-- Opening Marker --
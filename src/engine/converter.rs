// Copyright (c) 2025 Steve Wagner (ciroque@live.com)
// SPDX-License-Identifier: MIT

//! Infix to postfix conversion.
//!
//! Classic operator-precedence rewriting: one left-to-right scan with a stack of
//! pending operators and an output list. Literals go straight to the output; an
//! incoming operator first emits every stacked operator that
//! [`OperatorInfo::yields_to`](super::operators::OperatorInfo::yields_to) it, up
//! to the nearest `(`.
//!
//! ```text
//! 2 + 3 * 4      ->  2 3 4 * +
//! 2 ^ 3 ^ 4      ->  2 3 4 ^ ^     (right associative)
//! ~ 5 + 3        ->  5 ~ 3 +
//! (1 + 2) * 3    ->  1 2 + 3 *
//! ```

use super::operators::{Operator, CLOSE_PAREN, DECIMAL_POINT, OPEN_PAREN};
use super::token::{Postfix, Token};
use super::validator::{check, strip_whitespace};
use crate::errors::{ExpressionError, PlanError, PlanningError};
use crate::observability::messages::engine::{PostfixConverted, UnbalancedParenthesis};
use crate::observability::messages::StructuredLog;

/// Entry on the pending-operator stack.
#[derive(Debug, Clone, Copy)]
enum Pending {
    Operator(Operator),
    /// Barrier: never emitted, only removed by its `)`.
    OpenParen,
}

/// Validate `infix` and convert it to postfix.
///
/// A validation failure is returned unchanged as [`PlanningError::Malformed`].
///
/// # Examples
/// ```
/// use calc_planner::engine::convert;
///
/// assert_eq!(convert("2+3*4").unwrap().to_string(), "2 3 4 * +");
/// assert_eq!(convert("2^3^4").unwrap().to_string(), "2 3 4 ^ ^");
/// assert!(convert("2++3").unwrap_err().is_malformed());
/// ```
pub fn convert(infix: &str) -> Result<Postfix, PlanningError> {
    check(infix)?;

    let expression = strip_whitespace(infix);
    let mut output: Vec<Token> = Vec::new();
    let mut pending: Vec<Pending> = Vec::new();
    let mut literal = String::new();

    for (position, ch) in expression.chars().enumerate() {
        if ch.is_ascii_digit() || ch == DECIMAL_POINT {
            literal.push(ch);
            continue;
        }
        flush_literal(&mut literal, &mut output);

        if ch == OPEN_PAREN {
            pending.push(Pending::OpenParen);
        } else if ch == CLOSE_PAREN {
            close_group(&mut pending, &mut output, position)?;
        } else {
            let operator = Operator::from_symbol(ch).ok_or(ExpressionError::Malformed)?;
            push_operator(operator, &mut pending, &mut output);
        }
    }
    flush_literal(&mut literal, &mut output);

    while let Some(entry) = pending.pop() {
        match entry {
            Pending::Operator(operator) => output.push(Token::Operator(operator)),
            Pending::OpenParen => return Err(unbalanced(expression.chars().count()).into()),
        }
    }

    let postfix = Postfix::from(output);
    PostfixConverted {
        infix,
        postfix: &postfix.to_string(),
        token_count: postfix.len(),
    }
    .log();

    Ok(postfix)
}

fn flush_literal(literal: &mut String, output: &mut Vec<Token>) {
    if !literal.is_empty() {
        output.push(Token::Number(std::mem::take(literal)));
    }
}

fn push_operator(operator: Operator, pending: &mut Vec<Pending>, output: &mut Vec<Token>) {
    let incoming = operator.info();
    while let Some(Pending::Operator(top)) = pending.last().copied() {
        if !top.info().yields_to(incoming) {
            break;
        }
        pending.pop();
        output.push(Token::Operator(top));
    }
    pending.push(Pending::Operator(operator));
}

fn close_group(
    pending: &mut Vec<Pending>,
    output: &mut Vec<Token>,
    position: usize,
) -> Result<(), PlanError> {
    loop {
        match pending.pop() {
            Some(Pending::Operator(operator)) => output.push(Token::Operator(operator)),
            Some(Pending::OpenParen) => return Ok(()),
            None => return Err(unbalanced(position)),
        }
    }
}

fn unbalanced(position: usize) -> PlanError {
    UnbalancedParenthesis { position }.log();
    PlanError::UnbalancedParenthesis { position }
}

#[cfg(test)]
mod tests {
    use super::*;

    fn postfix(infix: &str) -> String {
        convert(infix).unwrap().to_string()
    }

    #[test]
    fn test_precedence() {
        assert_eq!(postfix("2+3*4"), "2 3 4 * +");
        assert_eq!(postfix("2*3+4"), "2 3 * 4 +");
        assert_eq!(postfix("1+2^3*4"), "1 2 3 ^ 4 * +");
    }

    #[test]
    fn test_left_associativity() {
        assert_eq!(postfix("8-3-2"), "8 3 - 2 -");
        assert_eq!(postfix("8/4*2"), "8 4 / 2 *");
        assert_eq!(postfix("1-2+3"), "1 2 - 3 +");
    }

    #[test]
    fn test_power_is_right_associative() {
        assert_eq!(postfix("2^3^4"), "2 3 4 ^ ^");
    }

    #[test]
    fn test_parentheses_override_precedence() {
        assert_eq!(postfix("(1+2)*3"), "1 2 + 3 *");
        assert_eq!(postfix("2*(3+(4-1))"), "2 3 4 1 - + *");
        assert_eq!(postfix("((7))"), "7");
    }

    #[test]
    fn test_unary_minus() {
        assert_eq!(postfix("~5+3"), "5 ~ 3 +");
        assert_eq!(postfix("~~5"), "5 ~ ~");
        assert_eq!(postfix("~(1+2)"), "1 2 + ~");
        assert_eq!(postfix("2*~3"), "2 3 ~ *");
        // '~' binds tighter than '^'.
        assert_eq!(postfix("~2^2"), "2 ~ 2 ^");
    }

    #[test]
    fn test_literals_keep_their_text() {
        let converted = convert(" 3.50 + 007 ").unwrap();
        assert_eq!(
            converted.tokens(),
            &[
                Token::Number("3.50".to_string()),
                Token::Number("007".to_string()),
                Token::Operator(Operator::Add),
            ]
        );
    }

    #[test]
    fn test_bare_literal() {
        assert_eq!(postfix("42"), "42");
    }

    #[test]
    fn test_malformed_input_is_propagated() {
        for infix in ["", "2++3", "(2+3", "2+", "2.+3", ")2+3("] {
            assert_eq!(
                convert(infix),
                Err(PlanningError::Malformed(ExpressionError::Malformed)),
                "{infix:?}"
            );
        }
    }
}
-- Closing Marker --
-- Opening Marker --
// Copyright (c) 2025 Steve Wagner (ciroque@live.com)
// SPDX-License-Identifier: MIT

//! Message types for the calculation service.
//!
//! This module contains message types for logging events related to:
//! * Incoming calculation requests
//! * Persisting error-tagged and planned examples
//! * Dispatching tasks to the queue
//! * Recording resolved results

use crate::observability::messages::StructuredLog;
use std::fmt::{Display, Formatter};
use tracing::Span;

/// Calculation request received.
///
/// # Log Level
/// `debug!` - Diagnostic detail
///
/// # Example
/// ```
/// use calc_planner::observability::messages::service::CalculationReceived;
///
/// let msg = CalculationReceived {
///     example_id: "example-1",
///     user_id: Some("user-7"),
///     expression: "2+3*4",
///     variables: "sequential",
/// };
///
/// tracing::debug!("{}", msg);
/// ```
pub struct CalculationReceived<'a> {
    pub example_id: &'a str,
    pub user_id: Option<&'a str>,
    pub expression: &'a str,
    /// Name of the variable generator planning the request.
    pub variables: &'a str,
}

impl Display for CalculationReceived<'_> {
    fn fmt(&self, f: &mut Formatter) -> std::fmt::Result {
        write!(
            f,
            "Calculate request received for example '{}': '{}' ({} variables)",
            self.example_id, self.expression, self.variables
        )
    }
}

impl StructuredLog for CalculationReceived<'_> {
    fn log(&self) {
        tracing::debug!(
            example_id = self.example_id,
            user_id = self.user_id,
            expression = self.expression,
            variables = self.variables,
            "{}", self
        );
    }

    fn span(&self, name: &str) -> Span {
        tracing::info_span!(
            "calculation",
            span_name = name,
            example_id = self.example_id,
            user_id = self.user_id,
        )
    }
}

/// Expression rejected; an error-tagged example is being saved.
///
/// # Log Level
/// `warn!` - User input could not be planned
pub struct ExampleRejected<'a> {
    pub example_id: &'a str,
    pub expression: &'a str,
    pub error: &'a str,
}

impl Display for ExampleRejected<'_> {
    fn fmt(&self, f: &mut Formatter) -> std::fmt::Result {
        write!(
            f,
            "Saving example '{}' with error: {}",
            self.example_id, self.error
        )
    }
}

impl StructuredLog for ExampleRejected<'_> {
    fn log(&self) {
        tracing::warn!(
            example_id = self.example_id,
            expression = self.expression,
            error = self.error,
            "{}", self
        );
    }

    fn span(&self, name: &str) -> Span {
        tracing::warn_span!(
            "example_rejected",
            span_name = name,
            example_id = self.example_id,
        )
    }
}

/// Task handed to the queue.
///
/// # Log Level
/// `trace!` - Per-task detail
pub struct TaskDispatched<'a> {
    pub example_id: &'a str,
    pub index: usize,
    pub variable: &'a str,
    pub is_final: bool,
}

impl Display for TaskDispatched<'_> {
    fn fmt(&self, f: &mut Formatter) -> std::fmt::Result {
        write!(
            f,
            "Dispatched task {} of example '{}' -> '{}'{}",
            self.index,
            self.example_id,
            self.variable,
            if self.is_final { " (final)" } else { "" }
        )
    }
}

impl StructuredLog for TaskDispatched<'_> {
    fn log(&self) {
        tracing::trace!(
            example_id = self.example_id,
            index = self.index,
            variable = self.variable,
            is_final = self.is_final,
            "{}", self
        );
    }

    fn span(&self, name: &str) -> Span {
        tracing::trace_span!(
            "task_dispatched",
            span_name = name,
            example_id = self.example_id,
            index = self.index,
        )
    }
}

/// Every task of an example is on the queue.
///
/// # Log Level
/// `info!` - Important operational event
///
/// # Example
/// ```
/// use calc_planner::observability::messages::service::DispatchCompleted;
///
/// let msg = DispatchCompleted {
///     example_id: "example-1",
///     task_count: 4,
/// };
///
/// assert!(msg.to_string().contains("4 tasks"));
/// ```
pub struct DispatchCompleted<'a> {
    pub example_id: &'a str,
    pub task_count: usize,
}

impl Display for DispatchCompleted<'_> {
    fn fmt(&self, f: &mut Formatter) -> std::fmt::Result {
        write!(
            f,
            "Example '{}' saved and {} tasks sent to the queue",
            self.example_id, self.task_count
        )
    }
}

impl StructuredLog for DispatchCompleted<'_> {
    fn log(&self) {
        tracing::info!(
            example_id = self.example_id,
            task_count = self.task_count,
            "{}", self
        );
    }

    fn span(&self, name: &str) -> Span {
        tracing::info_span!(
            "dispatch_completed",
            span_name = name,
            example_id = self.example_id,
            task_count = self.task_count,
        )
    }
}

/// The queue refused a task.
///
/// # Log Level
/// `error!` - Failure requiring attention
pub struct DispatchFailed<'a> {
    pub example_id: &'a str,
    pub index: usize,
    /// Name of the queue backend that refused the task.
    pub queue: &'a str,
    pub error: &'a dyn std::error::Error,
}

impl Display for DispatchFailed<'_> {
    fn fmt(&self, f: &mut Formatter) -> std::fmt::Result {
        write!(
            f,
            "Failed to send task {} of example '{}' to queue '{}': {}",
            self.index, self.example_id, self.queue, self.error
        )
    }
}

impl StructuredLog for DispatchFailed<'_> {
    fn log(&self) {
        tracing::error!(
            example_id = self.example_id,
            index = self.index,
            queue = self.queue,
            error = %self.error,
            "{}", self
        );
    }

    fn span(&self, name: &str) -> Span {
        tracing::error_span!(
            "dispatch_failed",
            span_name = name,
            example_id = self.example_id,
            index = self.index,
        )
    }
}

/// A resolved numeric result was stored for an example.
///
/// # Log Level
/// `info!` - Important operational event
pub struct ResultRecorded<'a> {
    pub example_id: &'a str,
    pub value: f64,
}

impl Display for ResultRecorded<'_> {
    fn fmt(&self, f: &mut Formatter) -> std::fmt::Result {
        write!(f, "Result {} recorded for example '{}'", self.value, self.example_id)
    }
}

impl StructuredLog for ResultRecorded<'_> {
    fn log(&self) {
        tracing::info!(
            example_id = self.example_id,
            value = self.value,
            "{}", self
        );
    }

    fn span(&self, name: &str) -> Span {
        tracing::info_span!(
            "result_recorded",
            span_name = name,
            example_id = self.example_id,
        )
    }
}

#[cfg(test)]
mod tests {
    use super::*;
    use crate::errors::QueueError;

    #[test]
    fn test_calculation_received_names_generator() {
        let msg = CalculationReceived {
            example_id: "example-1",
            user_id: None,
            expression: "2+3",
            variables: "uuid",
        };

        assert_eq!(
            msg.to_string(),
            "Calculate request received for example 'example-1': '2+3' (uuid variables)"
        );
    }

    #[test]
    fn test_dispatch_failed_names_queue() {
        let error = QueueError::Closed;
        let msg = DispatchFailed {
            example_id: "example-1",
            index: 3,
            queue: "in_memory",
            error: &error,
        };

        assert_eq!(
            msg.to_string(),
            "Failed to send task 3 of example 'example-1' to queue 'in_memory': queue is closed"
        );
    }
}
-- Closing Marker --
> _Work to complete_: Go through the data and show every line where "PlanError" occurs.

> _Answer to this exercise_:
use crate::errors::{ExpressionError, PlanError, PlanningError};
) -> Result<(), PlanError> {
fn unbalanced(position: usize) -> PlanError {
    PlanError::UnbalancedParenthesis { position }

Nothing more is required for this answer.